# Finding a counter example to one of four formulas for images and inverse images

So this is a question out of Real Analysis book that I'm working through, and I'm quite stuck.

Give a counterexample to one of the following four formulas for images and inverse images of sets (the other three are true)

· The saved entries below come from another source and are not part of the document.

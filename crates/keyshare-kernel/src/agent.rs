//! KeyShareAgent: the request state machine and key lifecycle.
//!
//! The agent owns the MIB and the Z matrix. Requests are answered item by
//! item: a failing item lands in the response's error list and processing
//! moves on, so a batch never aborts on a single bad OID. Only protocol
//! failures (bad primitive, reused request id) reject a request whole.

use crate::clock::{stamp, Clock};
use crate::error::{KernelError, KernelResult};
use crate::matrix::{generate_master_key, Alphabet, SeedVariant, ZMatrix};
use async_trait::async_trait;
use keyshare_mib::{load_snapshot, save_snapshot, KeyRow, MibSnapshot, MibStore, ScalarDefaults};
use keyshare_types::config::{validate_alphabet, KeyShareConfig};
use keyshare_types::error::{KeyShareError, KeyShareResult};
use keyshare_types::oid;
use keyshare_types::value::{MibValue, ValueKind, Visibility};
use keyshare_wire::{PduError, PduHandler, Pdu, Primitive, RequestLedger, VarBind};
use std::net::SocketAddr;
use std::path::{Path, PathBuf};
use std::sync::atomic::{AtomicU64, Ordering};
use std::sync::{Arc, Mutex};
use std::time::{Duration, Instant};
use tracing::{debug, info, warn};

/// Lower bound for the maintenance sleep, whatever 1.4.0 says.
const MIN_UPDATE_INTERVAL: Duration = Duration::from_millis(10);

/// The key-issuing agent.
pub struct KeyShareAgent {
    config: KeyShareConfig,
    mib: MibStore,
    /// Held for the whole of a key issuance so quota check, derivation and
    /// insertion happen as one step.
    matrix: Mutex<ZMatrix>,
    /// Row id for the next issued key.
    next_row_id: AtomicU64,
    /// Derivation counter `N`.
    key_counter: AtomicU64,
    ledger: RequestLedger,
    clock: Arc<dyn Clock>,
    booted_at: Instant,
}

1. $f(X_1 \cup X_2) = f(X_1) \cup f(X_2$),
2. $f^{-1}(Y_1 \cup Y_2) = f^{-1}(Y_1) \cup f^{-1}(Y_2)$,
3. $f(X_1 \cap X_2) = f(X_1) \cap f(X_2)$,
4. $f^{-1}(Y_1 \cap Y_2) = f^{-1}(Y_1) \cap f^{-1}(Y_2)$

I went through Overview of basic results about images and preimages and from other resources I can find online, all 4 of these are true... I can't figure out what I am missing.

Thanks for the help

• The fifth property in your linked post is exactly about 3. check it out. Have you actually read that question completely? – Henno Brandsma May 6 '18 at 6:24
• I did, I must have skimmed and missed that. However when going through that answer I fear I need some clarification. If f is constant, then isn't it true that I don't have a bijection any longer? In my text it states that a bijection is needed for an inverse function to exist, and since we're involving the inverses here I imagined we were assuming a bijection. – jaibhavaya May 6 '18 at 13:31
• No, $f^{-1}[A] = \{x \in X: f(x) \in A\}$, there is no need for a bijection. The $f^{-1}[A]$ is just a notation for a set. – Henno Brandsma May 6 '18 at 13:33
• Well that is precisely where my confusion was then. My book had something like "... then the function is a bijection and has an inverse $f^{-1}(X)$ ". Thank you for the help! Marking the answer below correct because it said essentially the same thing as you did. – jaibhavaya May 6 '18 at 13:36
• Wait.. but copying from Wikipedia: "Not all functions have inverse functions. In order for a function f: X → Y to have an inverse it must have the property that for every y in Y there must be one, and only one x in X so that f(x) = y. This property ensures that a function g: Y → X will exist having the necessary relationship with f.". So f cannot be a constant function and still have an inverse. – jaibhavaya May 6 '18 at 13:58

## 1 Answer

3 is false, if F is a contant map and $X_1, X_2$ disjoint.
Exercise. Prove for 3 that the
left hand side is a subset of the right hand side.

• See my comments above. – jaibhavaya May 6 '18 at 14:01